Quote exactly and only this range of lines in the data below: the line that holds "assert_eq!((&a).into_iter().count(), 1);" to the line that holds "and tied interior", both included.

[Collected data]

»»

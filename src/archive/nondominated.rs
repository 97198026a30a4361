//! Unbounded non-dominated archive.

use super::types::{AddOutcome, Archive, ArchiveStats, Dimensions};
use crate::dominance::{AnyDominance, Dominance, DominanceComparator};
use crate::error::MoeaResult;
use crate::solution::{Evaluated, Solution};

/// Default Euclidean distance below which two objective vectors are treated
/// as the same point.
pub(crate) const DEFAULT_DUPLICATE_TOLERANCE: f64 = 1e-10;

/// Set of mutually non-dominated solutions under any [`AnyDominance`].
///
/// Unlike [`EpsilonBoxArchive`](super::EpsilonBoxArchive) the size is not
/// bounded; use it when the front is expected to stay small or when exact
/// dominance matters more than memory.
///
/// A candidate is rejected if a retained solution dominates it or lies within
/// `duplicate_tolerance` of it in objective space. Otherwise every retained
/// solution it dominates is evicted and the candidate is appended.
///
/// # Example
///
/// ```
/// use u_moea::archive::{Archive, NondominatedArchive};
/// use u_moea::solution::Solution;
///
/// let mut archive = NondominatedArchive::default();
/// archive.add(Solution::from_objectives([1.0, 3.0]));
/// archive.add(Solution::from_objectives([3.0, 1.0]));
/// archive.add(Solution::from_objectives([2.0, 2.0]));
/// archive.add(Solution::from_objectives([0.5, 0.5]));
/// assert_eq!(archive.len(), 1);
/// ```
#[derive(Debug, Clone)]
pub struct NondominatedArchive {
    comparator: AnyDominance,
    duplicate_tolerance: f64,
    solutions: Vec<Solution>,
    dimensions: Dimensions,
    stats: ArchiveStats,
}

impl Default for NondominatedArchive {
    fn default() -> Self {
        Self::new(AnyDominance::default())
    }
}

impl NondominatedArchive {
    /// Creates an empty archive using `comparator` and the default duplicate
    /// tolerance.
    pub fn new(comparator: AnyDominance) -> Self {
        Self {
            comparator,
            duplicate_tolerance: DEFAULT_DUPLICATE_TOLERANCE,
            solutions: Vec::new(),
            dimensions: Dimensions::default(),
            stats: ArchiveStats::default(),
        }
    }

    /// Sets the duplicate tolerance. Zero keeps exact copies.
    pub fn with_duplicate_tolerance(mut self, tolerance: f64) -> Self {
        self.duplicate_tolerance = tolerance;
        self
    }

    /// The dominance relation in use.
    pub fn comparator(&self) -> &AnyDominance {
        &self.comparator
    }

    /// The duplicate tolerance in use.
    pub fn duplicate_tolerance(&self) -> f64 {
        self.duplicate_tolerance
    }

    /// Iterates over retained solutions in insertion order.
    pub fn iter(&self) -> std::slice::Iter<'_, Solution> {
        self.solutions.iter()
    }

    fn is_duplicate(&self, a: &Solution, b: &Solution) -> bool {
        let dist_sq: f64 = a
            .objectives()
            .iter()
            .zip(b.objectives())
            .map(|(x, y)| (x - y) * (x - y))
            .sum();
        dist_sq.sqrt() < self.duplicate_tolerance
    }
}

impl Archive for NondominatedArchive {
    fn try_add(&mut self, candidate: Solution) -> MoeaResult<AddOutcome> {
        self.dimensions.check(&candidate)?;
        self.stats.offered += 1;

        let mut evicted = Vec::new();
        for (i, retained) in self.solutions.iter().enumerate() {
            match self.comparator.compare(&candidate, retained) {
                Dominance::Right => {
                    tracing::trace!(retained = i, "candidate dominated; rejected");
                    return Ok(AddOutcome::Rejected);
                }
                Dominance::Left => evicted.push(i),
                Dominance::Neither => {
                    if self.is_duplicate(&candidate, retained) {
                        tracing::trace!(retained = i, "candidate duplicates entry; rejected");
                        return Ok(AddOutcome::Rejected);
                    }
                }
            }
        }

        let replaced = evicted.len();
        if replaced > 0 {
            let mut k = 0;
            self.solutions.retain(|_| {
                let keep = evicted.binary_search(&k).is_err();
                k += 1;
                keep
            });
            tracing::debug!(replaced, size = self.solutions.len(), "archive entries evicted");
        }

        self.solutions.push(candidate);
        self.stats.improvements += 1;
        self.stats.dominating_improvements += 1;
        Ok(AddOutcome::Added { replaced })
    }

    fn solutions(&self) -> &[Solution] {
        &self.solutions
    }

    fn stats(&self) -> ArchiveStats {
        self.stats
    }
}

impl<'a> IntoIterator for &'a NondominatedArchive {
    type Item = &'a Solution;
    type IntoIter = std::slice::Iter<'a, Solution>;

    fn into_iter(self) -> Self::IntoIter {
        self.solutions.iter()
    }
}

#[cfg(test)]
mod tests {
    use super::*;
    use crate::dominance::{ConstrainedDominance, LexicographicDominance};
    use crate::error::MoeaError;

    fn sol(objs: &[f64]) -> Solution {
        Solution::from_objectives(objs.to_vec())
    }

    // ---- Pareto ----

    #[test]
    fn test_keeps_mutually_nondominated() {
        let mut a = NondominatedArchive::default();
        let accepted = a.add_all([
            sol(&[1.0, 4.0]),
            sol(&[2.0, 3.0]),
            sol(&[3.0, 2.0]),
            sol(&[4.0, 1.0]),
            sol(&[3.0, 3.0]),
        ]);
        assert_eq!(accepted, 4);
        assert_eq!(a.len(), 4);
        assert_eq!(a.stats().offered, 5);
    }

    #[test]
    fn test_dominating_candidate_evicts() {
        let mut a = NondominatedArchive::default();
        a.add(sol(&[2.0, 3.0]));
        a.add(sol(&[3.0, 2.0]));
        a.add(sol(&[0.0, 9.0]));
        assert_eq!(a.add(sol(&[1.0, 1.0])), AddOutcome::Added { replaced: 2 });
        assert_eq!(a.objectives_matrix(), vec![vec![0.0, 9.0], vec![1.0, 1.0]]);
    }

    // ---- Duplicates ----

    #[test]
    fn test_exact_duplicate_rejected() {
        let mut a = NondominatedArchive::default();
        a.add(sol(&[1.0, 2.0]));
        assert_eq!(a.add(sol(&[1.0, 2.0])), AddOutcome::Rejected);
        assert_eq!(a.len(), 1);
    }

    #[test]
    fn test_near_duplicate_tolerance() {
        let mut a = NondominatedArchive::default().with_duplicate_tolerance(0.1);
        a.add(sol(&[1.0, 2.0]));
        assert_eq!(a.add(sol(&[1.05, 1.96])), AddOutcome::Rejected);
        assert!(a.add(sol(&[1.2, 1.7])).is_added());
    }

    #[test]
    fn test_zero_tolerance_keeps_exact_copies() {
        let mut a = NondominatedArchive::default().with_duplicate_tolerance(0.0);
        a.add(sol(&[1.0, 2.0]));
        assert!(a.add(sol(&[1.0, 2.0])).is_added());
        assert_eq!(a.len(), 2);
    }

    // ---- Other relations ----

    #[test]
    fn test_constrained_relation() {
        let mut a = NondominatedArchive::new(AnyDominance::Constrained(ConstrainedDominance));
        a.add(sol(&[0.0, 0.0]).with_constraints([1.0]));
        assert_eq!(
            a.add(sol(&[9.0, 9.0]).with_constraints([0.0])),
            AddOutcome::Added { replaced: 1 }
        );
        assert_eq!(a.len(), 1);
    }

    #[test]
    fn test_lexicographic_relation_keeps_single_best() {
        let mut a = NondominatedArchive::new(AnyDominance::Lexicographic(LexicographicDominance));
        a.add(sol(&[1.0, 0.0]));
        a.add(sol(&[0.0, 1.0]));
        a.add(sol(&[0.0, 5.0]));
        assert_eq!(a.objectives_matrix(), vec![vec![0.0, 1.0]]);
    }

    #[test]
    fn test_dimension_mismatch() {
        let mut a = NondominatedArchive::default();
        a.add(sol(&[1.0, 2.0]));
        assert_eq!(
            a.try_add(sol(&[1.0])),
            Err(MoeaError::ObjectiveCountMismatch {
                expected: 2,
                actual: 1
            })
        );
        assert_eq!((&a).into_iter().count(), 1);
    }
}
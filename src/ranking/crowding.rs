//! Crowding distance assignment.

use super::non_dominated_sort::check_dimensions;
use crate::solution::Evaluated;

/// Crowding distance assignment for diversity preservation.
///
/// Computes the crowding distance for each solution, measuring how
/// spread out the solutions are in objective space. Higher distance
/// means the solution is more isolated (more diverse).
///
/// Boundary solutions (min/max for any objective) receive `f64::INFINITY`.
///
/// # Algorithm (Deb et al., 2002)
///
/// For each objective:
/// 1. Sort solutions by objective value (stable, ties keep input order)
/// 2. Assign infinity to the boundary solutions (every member at the
///    minimum or maximum)
/// 3. For interior solutions, add `(next - prev) / (max - min)`, where
///    `next` and `prev` are the neighbouring distinct values; a zero-width
///    objective contributes nothing
///
/// # Complexity
///
/// O(m * n * log n) where m = number of objectives, n = number of solutions
///
/// # Example
///
/// ```
/// use u_moea::ranking::crowding_distance;
///
/// let objectives = vec![
///     vec![1.0, 5.0],
///     vec![3.0, 3.0],
///     vec![5.0, 1.0],
/// ];
///
/// let distances = crowding_distance(&objectives);
///
/// // Boundary solutions get infinity
/// assert!(distances[0].is_infinite());
/// assert!(distances[2].is_infinite());
/// // Interior solution gets finite distance
/// assert!(distances[1].is_finite());
/// ```
pub fn crowding_distance<S: Evaluated>(front: &[S]) -> Vec<f64> {
    let indices: Vec<usize> = (0..front.len()).collect();
    front_crowding_distance(front, &indices)
}

/// Crowding distance of the members `front` of `solutions`, without
/// copying them out.
///
/// The result is aligned with `front`: `result[k]` belongs to
/// `solutions[front[k]]`.
///
/// Members sharing an objective value are treated alike: every member at
/// the minimum or maximum of a dimension is a boundary, and tied interior
/// members span the same gap between the neighbouring distinct values. The
/// distances therefore do not depend on the order of `front`. A dimension
/// with zero range contributes nothing, boundaries included.
///
/// # Panics
///
/// Panics if an index in `front` is out of bounds, or if the members
/// disagree on objective or constraint count (see
/// [`check_dimensions`](super::check_dimensions)).
pub fn front_crowding_distance<S: Evaluated>(solutions: &[S], front: &[usize]) -> Vec<f64> {
    let members: Vec<&S> = front.iter().map(|&i| &solutions[i]).collect();
    let m = match check_dimensions(&members) {
        Ok((m, _)) => m,
        Err(err) => panic!("{err}"),
    };

    let n = members.len();
    if n <= 2 {
        return vec![f64::INFINITY; n];
    }

    let value = |k: usize, obj_idx: usize| members[k].objectives()[obj_idx];
    let mut distances = vec![0.0f64; n];

    for obj_idx in 0..m {
        let mut order: Vec<usize> = (0..n).collect();
        order.sort_by(|&a, &b| value(a, obj_idx).total_cmp(&value(b, obj_idx)));

        let range = value(order[n - 1], obj_idx) - value(order[0], obj_idx);
        if range.is_nan() || range <= 0.0 {
            continue;
        }

        // walk runs of equal values
        let mut start = 0;
        while start < n {
            let v = value(order[start], obj_idx);
            let mut end = start + 1;
            while end < n && value(order[end], obj_idx).total_cmp(&v).is_eq() {
                end += 1;
            }

            let contribution = if start == 0 || end == n {
                f64::INFINITY
            } else {
                (value(order[end], obj_idx) - value(order[start - 1], obj_idx)) / range
            };
            for &k in &order[start..end] {
                distances[k] += contribution;
            }
            start = end;
        }
    }

    distances
}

««

- **Answer area**:
        assert_eq!((&a).into_iter().count(), 1);
    }
}
filename src/ranking/crowding.rs
//! Crowding distance assignment.

use super::non_dominated_sort::check_dimensions;
use crate::solution::Evaluated;

/// Crowding distance assignment for diversity preservation.
///
/// Computes the crowding distance for each solution, measuring how
/// spread out the solutions are in objective space. Higher distance
/// means the solution is more isolated (more diverse).
///
/// Boundary solutions (min/max for any objective) receive `f64::INFINITY`.
///
/// # Algorithm (Deb et al., 2002)
///
/// For each objective:
/// 1. Sort solutions by objective value (stable, ties keep input order)
/// 2. Assign infinity to the boundary solutions (every member at the
///    minimum or maximum)
/// 3. For interior solutions, add `(next - prev) / (max - min)`, where
///    `next` and `prev` are the neighbouring distinct values; a zero-width
///    objective contributes nothing
///
/// # Complexity
///
/// O(m * n * log n) where m = number of objectives, n = number of solutions
///
/// # Example
///
/// ```
/// use u_moea::ranking::crowding_distance;
///
/// let objectives = vec![
///     vec![1.0, 5.0],
///     vec![3.0, 3.0],
///     vec![5.0, 1.0],
/// ];
///
/// let distances = crowding_distance(&objectives);
///
/// // Boundary solutions get infinity
/// assert!(distances[0].is_infinite());
/// assert!(distances[2].is_infinite());
/// // Interior solution gets finite distance
/// assert!(distances[1].is_finite());
/// ```
pub fn crowding_distance<S: Evaluated>(front: &[S]) -> Vec<f64> {
    let indices: Vec<usize> = (0..front.len()).collect();
    front_crowding_distance(front, &indices)
}

/// Crowding distance of the members `front` of `solutions`, without
/// copying them out.
///
/// The result is aligned with `front`: `result[k]` belongs to
/// `solutions[front[k]]`.
///
/// Members sharing an objective value are treated alike: every member at
/// the minimum or maximum of a dimension is a boundary, and tied interior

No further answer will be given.